Jobs
Is a presidency, with all its challenges, still a dream job? (opinion)
I was talking with my daughter and her friend, both relatively new to the workforce, about the challenges and rewards of being a university president. As I was regaling them with anecdotes from the past and sharing my greatest joys, I added that as a leader in any industry, you are really just “choosing your hard.” To lead is challenging, but hopefully, you’re choosing the hard that fulfills your life’s purpose and furthers the common good.
As I shared the challenges and talked about the hard stuff, they asked me, “But what about having your dream job?” I attempted to explain that a dream job is not one without difficulty. The difficulty is, in fact, vital for a dream job, because it gives the rewards even greater meaning and helps you persevere through the challenges.
I explained to my daughter and her friend that part of what makes my current role my dream job are the people I get to show up with every day to do this difficult work. My team makes me want to go to work. I shared with those emerging professionals that it’s easier to choose your hard— and makes for an even better dream job—when you trust and empower the people who work with you.
But even more, what makes my work as a university president my dream job is that I believe people need me in this work. The people I have the privilege of serving each day—my students and their families, our faculty and staff members—need our institution. Part of holding my dream job is communal: supporting and serving others in a way that advances an institution’s collective mission as well as my own vocational calling.
Throughout my career, I have chosen the hard of creating educational access, of ensuring that any young person who seeks an excellent education is able to receive one. This mission is an especially challenging yet incredibly worthwhile one right now. My hard is finding and deploying the resources needed to ensure the most underrepresented among us have access to an excellent liberal arts education. I have to convince donors of the vital importance of this work and lawmakers of the value of the liberal arts. Even more, I spend a staggering amount of time and energy convincing well-intentioned stakeholders that educating low-income, first-generation and students of color is at the very heart of our institution’s mission.

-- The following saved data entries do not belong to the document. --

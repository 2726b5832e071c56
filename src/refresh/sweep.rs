//! Repository sweeps: fetch a batch of repos and merge into the store.

use log::{info, warn};

use crate::context::MonitorContext;
use crate::refresh::fetcher::fetch_repo_prs;

/// Summary of one sweep.
#[derive(Debug, Clone, Default, PartialEq, Eq)]
pub struct SweepReport {
    /// Repos whose active rows were replaced
    pub refreshed: Vec<String>,
    /// Repos whose fetch or store write failed; their rows are untouched
    pub failed: Vec<String>,
    /// PRs needing attention across refreshed repos
    pub needing_attention: usize,
    /// The active set seen by the presentation layer changed
    pub changed: bool,
}

/// Fetch `repos` and replace their active rows in one store transaction.
///
/// A repository whose fetch fails keeps its existing rows for this cycle;
/// rows of repositories outside the batch are never touched. The cache is
/// reloaded from the store afterwards, so the merged view is sorted by
/// (repository, number).
pub async fn refresh_repos(ctx: &MonitorContext, repos: &[String]) -> SweepReport {
    let mut report = SweepReport::default();
    let mut records = Vec::new();

    for repo in repos {
        match fetch_repo_prs(ctx, repo).await {
            Ok(mut found) => {
                report.refreshed.push(repo.clone());
                records.append(&mut found);
            }
            Err(e) => {
                warn!("Failed to fetch PRs for {}: {}", repo, e);
                report.failed.push(repo.clone());
            }
        }
    }

    if !report.refreshed.is_empty() {
        match ctx.store.replace_active_prs(&report.refreshed, &records) {
            Ok(()) => report.needing_attention = records.len(),
            Err(e) => {
                warn!("Failed to store sweep of {} repos: {}", report.refreshed.len(), e);
                report.failed.append(&mut report.refreshed);
            }
        }
    }

    report.changed = ctx.reload_cache();
    info!(
        "Swept {} repos ({} failed), {} PRs need attention",
        report.refreshed.len(),
        report.failed.len(),
        report.needing_attention
    );
    report
}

This hard work—which often means confronting implicit bias, including racism and classism—is done in the depths of our souls. It also means, on a day-to-day basis, gently taking the hands of students who question their worthiness, who have been told they can’t and who are struggling with their own issues as I try to strengthen these amazing young people to face another day. It can be grueling to journey in these darkest moments, even as we confront all the normal leadership challenges of leading an institution of higher education. But we sojourn on through the darkness, because our students are the dream.
For other college presidents, their hard may be reimagining an academic program or engaging in extensive fundraising to ensure institutional sustainability. Others may choose the hard of developing a challenging board to become its best governing self. While none of these hards are mutually exclusive, most of us have one that takes the preponderance of our time and energy each day. We choose our professional hard in alignment with our vocation and purpose. We choose our dream job because it is in alignment with our personal mission.
As I stared at my perplexed daughter and her friend—they didn’t seem to agree that dream equals hard—I wondered if their notion of a dream job was one that I dismissed too readily. Perhaps I was embodying a different generation’s notions of what work was meant to be. Maybe there was a job wherein one only had joy at all times without challenge. But as I reflect on that exchange, I wonder if perhaps this misalignment of what constitutes a dream job may account, in part, for the unprecedented churn we are seeing in higher education. Perhaps it is a misalignment between what people expect to be the perks of president as a dream job versus the true reality of the job. For me, being a university president is a dream job because I get to impact the trajectory of young people’s lives for the better. The reality is that outcome necessitates a very long, often challenging, trajectory to achieve. To stay with the work—the long game, if you will—there must be a clear and compelling alignment between the work, the team, those being served and the mission. The dream part of the job takes a lot of time and effort. Numerous news articles and commentaries have explored the challenges of leadership in higher education, especially in recent years.
As we witness the highest number of college presidents enter and quickly exit the field these days, I wonder if lack of alignment and the fallacy of a “dream job” is playing a key role in that ever-faster revolving door. At this time of year, we welcome into the fold those who just started their jobs as campus leaders at institutions across the country, as they often take their new positions in the summer. I encourage every new or aspiring leader to ask themselves if the work they plan to undertake is in alignment with their personal mission as well as professional aspirations.
Are you showing up each day only because the trappings of leadership appeal to you? Or are you doing so because, in addition to fulfilling your vocation, it’s the right thing for the people whom you are serving? Is it a dream job because of its ease or because of its impact? If it’s the latter, hang in there; you’ll find no greater reward. If it’s the former, it’s very likely time to consider your future dream job.